● **The problem**:
Starting with the first line below, reproduce each line exactly until you have included the one bearing "use tracing::debug;".

Extracted entries START

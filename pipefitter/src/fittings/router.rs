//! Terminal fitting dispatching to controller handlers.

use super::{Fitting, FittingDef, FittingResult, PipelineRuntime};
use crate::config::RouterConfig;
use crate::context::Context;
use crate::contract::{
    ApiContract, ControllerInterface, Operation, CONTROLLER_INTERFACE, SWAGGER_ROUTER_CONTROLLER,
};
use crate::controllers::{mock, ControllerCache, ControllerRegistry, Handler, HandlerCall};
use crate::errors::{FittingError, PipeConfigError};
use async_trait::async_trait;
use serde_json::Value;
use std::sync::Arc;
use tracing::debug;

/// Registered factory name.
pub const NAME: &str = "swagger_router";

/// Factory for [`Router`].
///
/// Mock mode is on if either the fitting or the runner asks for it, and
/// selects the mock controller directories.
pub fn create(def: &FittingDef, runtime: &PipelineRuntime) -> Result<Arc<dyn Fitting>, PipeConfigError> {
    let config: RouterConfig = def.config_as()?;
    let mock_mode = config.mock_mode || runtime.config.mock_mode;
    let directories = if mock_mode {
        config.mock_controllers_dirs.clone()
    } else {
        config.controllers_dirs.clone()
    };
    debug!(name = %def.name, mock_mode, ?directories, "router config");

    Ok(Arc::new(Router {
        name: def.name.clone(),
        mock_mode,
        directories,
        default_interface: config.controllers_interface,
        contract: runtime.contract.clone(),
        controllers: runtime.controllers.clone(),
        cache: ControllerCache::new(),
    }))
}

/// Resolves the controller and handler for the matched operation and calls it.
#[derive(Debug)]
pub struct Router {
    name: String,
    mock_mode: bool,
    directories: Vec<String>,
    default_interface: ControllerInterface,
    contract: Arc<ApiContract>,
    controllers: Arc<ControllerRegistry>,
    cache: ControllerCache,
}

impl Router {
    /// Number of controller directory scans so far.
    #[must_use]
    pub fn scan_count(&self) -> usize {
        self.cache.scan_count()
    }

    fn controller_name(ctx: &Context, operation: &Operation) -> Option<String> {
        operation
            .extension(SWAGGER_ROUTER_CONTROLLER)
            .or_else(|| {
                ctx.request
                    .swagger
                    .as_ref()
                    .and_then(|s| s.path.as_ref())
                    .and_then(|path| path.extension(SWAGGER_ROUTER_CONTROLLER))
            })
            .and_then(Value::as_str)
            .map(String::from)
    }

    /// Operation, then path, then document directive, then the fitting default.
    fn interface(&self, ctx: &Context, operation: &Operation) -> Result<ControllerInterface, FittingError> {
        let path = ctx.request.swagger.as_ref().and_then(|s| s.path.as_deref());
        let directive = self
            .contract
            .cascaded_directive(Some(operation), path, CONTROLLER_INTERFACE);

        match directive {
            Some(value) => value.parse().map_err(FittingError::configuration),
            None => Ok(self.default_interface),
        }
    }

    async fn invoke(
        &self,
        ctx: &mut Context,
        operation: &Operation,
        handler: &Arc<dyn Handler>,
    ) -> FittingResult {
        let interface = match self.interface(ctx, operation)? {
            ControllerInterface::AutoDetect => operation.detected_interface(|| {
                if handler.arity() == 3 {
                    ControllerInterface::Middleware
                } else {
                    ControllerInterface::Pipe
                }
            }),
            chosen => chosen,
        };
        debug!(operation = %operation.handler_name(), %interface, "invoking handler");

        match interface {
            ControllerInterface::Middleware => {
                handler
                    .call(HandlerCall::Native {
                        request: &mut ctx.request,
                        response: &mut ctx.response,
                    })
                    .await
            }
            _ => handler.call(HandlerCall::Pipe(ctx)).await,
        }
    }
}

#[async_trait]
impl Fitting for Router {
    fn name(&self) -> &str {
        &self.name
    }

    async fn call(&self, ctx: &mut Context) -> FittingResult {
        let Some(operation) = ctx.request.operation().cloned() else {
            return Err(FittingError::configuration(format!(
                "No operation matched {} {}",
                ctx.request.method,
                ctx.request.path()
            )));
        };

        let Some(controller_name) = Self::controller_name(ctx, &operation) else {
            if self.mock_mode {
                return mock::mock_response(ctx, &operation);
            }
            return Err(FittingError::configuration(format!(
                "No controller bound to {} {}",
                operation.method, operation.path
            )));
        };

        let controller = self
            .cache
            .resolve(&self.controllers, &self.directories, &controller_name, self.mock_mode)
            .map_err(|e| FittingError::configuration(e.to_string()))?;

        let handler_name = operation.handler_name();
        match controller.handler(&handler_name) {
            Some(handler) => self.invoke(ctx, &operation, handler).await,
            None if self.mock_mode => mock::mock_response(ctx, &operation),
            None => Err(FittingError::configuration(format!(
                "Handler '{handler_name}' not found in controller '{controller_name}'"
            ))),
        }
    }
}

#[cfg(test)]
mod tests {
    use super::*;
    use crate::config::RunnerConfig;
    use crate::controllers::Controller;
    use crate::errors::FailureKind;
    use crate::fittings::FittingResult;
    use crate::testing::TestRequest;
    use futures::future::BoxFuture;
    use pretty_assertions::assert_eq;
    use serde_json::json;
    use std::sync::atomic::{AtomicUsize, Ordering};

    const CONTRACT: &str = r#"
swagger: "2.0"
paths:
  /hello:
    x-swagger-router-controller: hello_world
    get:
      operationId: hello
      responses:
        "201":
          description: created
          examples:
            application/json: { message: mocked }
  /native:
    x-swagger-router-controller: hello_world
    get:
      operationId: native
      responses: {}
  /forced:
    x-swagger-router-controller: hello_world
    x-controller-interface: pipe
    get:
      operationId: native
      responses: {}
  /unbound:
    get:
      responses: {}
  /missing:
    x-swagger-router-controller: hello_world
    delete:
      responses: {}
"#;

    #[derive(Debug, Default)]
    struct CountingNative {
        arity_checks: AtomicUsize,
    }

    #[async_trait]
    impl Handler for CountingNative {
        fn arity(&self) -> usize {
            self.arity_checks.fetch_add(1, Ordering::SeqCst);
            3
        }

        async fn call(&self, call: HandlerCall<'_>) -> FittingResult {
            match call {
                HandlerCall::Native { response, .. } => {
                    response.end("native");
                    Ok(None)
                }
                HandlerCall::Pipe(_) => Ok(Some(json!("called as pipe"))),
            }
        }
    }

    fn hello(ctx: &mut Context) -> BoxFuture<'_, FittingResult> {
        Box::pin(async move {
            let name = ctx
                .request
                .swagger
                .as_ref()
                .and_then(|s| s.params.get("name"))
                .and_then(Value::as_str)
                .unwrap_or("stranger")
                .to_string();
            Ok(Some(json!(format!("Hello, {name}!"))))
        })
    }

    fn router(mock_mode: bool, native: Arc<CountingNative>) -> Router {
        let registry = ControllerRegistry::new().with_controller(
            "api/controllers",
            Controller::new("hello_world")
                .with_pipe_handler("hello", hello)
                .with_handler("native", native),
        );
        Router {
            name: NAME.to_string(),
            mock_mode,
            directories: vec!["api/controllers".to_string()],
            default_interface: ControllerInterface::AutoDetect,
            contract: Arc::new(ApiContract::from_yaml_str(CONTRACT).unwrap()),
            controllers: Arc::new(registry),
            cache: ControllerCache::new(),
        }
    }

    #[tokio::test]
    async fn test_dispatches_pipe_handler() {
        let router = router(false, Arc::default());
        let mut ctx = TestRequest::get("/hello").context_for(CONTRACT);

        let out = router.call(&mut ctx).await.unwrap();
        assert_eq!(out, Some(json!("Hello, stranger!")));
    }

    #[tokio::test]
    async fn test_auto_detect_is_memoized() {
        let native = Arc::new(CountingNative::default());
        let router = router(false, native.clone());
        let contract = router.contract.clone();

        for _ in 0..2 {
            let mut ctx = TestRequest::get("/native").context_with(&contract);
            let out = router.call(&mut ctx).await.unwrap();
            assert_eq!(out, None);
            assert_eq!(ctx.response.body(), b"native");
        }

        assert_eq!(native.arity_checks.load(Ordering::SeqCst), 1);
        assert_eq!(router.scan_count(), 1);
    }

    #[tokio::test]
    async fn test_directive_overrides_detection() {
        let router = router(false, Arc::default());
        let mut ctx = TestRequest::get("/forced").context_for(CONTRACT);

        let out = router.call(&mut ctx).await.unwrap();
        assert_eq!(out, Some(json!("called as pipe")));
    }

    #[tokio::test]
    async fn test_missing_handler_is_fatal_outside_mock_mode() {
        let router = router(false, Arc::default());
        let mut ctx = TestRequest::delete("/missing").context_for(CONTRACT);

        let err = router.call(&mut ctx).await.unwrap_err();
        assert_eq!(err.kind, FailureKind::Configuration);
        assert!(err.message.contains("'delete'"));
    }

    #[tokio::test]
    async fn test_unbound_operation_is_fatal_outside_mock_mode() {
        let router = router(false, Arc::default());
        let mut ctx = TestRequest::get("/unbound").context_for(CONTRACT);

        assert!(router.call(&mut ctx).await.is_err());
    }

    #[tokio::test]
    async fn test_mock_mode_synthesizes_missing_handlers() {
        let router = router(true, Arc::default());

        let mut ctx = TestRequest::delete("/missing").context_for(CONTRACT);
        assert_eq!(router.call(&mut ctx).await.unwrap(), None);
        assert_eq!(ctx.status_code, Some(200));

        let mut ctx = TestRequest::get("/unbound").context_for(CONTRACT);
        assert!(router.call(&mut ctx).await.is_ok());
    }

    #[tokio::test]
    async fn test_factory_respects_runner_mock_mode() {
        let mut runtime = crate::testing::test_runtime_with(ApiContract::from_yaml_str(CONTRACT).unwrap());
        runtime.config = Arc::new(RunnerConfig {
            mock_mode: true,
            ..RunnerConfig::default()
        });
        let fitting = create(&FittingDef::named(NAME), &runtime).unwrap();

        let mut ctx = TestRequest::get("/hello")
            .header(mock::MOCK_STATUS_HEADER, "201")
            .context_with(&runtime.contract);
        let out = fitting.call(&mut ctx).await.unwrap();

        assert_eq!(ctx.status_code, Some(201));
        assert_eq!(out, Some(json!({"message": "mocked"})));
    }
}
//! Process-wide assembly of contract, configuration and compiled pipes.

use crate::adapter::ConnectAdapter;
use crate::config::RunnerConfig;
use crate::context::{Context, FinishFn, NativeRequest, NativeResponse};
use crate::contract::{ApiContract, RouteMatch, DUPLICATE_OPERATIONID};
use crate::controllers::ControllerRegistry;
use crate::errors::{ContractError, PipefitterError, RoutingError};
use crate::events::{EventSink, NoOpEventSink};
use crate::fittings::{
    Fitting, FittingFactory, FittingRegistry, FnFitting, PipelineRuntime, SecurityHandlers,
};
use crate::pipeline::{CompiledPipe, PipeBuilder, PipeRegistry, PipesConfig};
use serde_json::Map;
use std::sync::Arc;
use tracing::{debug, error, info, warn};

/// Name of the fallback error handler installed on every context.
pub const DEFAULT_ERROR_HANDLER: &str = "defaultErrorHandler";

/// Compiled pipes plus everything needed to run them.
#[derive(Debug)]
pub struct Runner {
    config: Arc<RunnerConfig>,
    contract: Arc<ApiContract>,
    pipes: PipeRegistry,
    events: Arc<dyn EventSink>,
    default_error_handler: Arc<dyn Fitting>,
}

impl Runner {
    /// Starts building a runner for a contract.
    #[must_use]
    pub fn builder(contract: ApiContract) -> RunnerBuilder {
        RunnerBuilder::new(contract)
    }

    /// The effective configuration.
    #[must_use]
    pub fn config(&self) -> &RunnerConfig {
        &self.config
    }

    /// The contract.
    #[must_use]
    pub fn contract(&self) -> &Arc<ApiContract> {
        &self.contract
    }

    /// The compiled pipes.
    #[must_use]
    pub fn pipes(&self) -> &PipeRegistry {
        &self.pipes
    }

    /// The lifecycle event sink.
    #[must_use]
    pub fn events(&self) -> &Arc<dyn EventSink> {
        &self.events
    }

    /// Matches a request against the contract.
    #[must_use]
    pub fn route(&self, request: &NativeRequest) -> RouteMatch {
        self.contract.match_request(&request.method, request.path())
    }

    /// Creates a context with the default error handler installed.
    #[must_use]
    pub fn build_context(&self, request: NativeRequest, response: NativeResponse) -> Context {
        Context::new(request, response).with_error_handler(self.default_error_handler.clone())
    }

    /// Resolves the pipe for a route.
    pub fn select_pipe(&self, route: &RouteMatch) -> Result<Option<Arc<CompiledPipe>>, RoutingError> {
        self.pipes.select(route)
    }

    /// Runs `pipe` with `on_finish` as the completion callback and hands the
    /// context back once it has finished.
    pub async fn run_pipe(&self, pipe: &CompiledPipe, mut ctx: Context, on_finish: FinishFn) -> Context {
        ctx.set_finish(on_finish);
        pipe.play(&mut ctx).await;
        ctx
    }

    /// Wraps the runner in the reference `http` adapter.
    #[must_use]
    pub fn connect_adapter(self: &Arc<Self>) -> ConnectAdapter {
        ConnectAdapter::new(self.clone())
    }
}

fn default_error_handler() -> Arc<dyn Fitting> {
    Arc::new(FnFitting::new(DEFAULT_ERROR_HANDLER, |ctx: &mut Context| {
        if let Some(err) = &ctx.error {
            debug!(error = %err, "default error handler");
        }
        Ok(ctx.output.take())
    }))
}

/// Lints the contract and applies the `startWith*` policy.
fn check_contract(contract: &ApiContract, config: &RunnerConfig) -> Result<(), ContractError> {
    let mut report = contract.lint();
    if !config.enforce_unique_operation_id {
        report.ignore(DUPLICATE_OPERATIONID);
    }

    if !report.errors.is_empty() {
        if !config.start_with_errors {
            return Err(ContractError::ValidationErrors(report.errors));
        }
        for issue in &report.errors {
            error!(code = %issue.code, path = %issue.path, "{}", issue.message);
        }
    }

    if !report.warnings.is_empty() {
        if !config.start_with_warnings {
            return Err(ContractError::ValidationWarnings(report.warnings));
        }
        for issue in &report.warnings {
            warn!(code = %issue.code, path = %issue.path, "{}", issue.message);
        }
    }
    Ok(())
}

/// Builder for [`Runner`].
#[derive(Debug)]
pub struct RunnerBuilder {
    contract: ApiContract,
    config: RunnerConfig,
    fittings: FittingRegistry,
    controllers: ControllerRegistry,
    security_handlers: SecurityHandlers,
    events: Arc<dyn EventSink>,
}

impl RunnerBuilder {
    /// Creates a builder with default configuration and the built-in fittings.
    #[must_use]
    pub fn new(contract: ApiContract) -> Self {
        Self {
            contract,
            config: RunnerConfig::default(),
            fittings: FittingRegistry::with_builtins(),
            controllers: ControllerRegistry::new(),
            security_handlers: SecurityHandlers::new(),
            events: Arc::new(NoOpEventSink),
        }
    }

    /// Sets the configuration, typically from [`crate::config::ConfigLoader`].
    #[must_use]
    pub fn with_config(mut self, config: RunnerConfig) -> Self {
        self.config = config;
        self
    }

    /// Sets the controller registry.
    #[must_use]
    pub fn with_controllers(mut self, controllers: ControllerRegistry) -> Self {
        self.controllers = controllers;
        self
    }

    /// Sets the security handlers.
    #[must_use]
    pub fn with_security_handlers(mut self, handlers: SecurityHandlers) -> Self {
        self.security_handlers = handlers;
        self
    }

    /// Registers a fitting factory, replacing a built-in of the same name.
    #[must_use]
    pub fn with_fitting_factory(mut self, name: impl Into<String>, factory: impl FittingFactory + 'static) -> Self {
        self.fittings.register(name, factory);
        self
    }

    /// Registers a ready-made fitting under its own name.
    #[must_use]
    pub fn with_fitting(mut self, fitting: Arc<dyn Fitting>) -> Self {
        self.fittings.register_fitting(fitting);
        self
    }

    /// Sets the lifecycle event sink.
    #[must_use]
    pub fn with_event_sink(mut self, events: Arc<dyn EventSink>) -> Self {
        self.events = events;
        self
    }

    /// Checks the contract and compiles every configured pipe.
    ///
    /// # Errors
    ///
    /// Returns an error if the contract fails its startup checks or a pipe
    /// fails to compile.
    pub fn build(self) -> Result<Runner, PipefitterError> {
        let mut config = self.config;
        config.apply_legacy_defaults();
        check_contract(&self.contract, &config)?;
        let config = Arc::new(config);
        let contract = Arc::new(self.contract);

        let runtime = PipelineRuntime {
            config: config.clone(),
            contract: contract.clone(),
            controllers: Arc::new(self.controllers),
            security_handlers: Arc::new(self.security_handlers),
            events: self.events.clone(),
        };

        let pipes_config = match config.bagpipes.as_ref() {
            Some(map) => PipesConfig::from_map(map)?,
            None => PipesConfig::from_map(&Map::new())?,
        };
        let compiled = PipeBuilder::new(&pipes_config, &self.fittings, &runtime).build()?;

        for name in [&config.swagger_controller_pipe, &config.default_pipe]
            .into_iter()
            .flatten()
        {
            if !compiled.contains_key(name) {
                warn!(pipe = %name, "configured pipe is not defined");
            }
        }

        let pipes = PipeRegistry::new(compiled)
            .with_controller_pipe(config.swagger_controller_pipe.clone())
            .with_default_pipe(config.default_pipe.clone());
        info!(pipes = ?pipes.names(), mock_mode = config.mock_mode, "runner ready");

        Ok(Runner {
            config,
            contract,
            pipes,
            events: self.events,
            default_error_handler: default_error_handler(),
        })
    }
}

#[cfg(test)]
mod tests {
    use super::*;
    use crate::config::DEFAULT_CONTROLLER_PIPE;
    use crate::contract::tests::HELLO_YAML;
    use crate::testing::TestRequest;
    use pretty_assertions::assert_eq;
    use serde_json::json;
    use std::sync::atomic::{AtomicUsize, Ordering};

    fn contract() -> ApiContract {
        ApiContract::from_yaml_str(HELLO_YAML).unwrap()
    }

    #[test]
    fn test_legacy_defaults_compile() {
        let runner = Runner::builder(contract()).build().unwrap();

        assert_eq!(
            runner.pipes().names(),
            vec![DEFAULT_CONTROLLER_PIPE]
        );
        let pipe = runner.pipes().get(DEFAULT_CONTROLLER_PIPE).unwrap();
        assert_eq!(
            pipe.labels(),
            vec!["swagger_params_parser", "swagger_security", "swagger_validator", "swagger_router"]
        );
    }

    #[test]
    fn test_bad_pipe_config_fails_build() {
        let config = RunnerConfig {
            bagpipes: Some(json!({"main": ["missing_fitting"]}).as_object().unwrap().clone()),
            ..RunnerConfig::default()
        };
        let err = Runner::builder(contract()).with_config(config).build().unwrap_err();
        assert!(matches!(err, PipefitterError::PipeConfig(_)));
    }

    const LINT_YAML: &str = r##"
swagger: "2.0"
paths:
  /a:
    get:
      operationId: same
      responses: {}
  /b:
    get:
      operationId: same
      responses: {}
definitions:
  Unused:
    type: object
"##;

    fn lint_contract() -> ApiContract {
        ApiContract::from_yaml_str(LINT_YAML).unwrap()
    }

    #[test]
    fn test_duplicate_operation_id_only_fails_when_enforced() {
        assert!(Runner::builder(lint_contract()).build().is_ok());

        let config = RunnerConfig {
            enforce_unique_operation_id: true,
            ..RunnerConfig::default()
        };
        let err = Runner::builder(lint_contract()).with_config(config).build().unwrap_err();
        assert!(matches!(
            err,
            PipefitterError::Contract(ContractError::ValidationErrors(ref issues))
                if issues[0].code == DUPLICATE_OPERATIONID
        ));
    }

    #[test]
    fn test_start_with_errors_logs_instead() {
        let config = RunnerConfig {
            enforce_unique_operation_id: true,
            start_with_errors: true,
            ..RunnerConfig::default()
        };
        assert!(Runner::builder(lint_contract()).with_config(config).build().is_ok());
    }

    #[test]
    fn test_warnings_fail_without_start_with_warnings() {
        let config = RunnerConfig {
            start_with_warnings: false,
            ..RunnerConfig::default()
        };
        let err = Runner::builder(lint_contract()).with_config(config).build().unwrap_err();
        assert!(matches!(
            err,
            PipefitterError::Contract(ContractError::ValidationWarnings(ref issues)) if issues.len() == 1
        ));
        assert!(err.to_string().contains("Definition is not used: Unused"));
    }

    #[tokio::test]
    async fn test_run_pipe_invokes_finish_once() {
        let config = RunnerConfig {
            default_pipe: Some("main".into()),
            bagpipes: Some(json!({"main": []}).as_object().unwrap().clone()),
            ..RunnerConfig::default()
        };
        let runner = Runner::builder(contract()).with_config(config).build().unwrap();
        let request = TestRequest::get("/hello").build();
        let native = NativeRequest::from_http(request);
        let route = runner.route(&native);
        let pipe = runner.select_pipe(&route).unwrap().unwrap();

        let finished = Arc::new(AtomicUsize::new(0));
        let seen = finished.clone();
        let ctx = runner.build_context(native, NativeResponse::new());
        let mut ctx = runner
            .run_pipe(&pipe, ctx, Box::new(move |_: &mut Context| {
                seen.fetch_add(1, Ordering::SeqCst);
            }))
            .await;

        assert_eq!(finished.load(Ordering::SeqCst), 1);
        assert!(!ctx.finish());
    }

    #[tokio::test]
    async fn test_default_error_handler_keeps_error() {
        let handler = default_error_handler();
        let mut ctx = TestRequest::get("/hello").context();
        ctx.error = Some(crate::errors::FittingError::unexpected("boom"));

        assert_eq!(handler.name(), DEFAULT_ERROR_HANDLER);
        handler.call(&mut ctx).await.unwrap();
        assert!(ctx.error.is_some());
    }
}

Extracted entries END

● **Exercise response**:
filename pipefitter/src/fittings/router.rs
//! Terminal fitting dispatching to controller handlers.

use super::{Fitting, FittingDef, FittingResult, PipelineRuntime};
use crate::config::RouterConfig;
use crate::context::Context;
use crate::contract::{
    ApiContract, ControllerInterface, Operation, CONTROLLER_INTERFACE, SWAGGER_ROUTER_CONTROLLER,
};
use crate::controllers::{mock, ControllerCache, ControllerRegistry, Handler, HandlerCall};
use crate::errors::{FittingError, PipeConfigError};
use async_trait::async_trait;
use serde_json::Value;
use std::sync::Arc;
use tracing::debug;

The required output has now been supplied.